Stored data
^^^^
use std::{collections::BTreeSet, fs, path::Path};

use anyhow::Context;
use dispatchscope::context::{extract_context, ContextWindow};

use crate::{app::GlobalOptions, commands::common::load_reads, output::emit};

pub fn run(
    tool: &Path,
    listing: &Path,
    above: usize,
    below: usize,
    opts: &GlobalOptions,
) -> anyhow::Result<()> {
    let offsets: BTreeSet<u64> = load_reads(tool)?
        .iter()
        .map(|read| read.instruction_offset)
        .collect();
    let text = fs::read_to_string(listing)
        .with_context(|| format!("failed to read listing: {}", listing.display()))?;

    let found = extract_context(&text, &offsets, ContextWindow { above, below });
    log::debug!(
        "{} of {} distinct offsets found in listing",
        found.len(),
        offsets.len()
    );

    emit(&found, opts, |found| {
        if found.is_empty() {
            println!("No confirmed instruction offsets found in listing.");
            return;
        }
        for (i, ctx) in found.iter().enumerate() {
            if i > 0 {
                println!();
            }
            println!("{:#x} (line {}):", ctx.address, ctx.line);
            for line in &ctx.lines {
                println!("  {line}");
            }
        }
    })
}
^^^^
### Exercise goal:
List all lines from the entries that include the word "offsets".

### Finished exercise:
    let offsets: BTreeSet<u64> = load_reads(tool)?
    let found = extract_context(&text, &offsets, ContextWindow { above, below });
        "{} of {} distinct offsets found in listing",
        offsets.len()
            println!("No confirmed instruction offsets found in listing.");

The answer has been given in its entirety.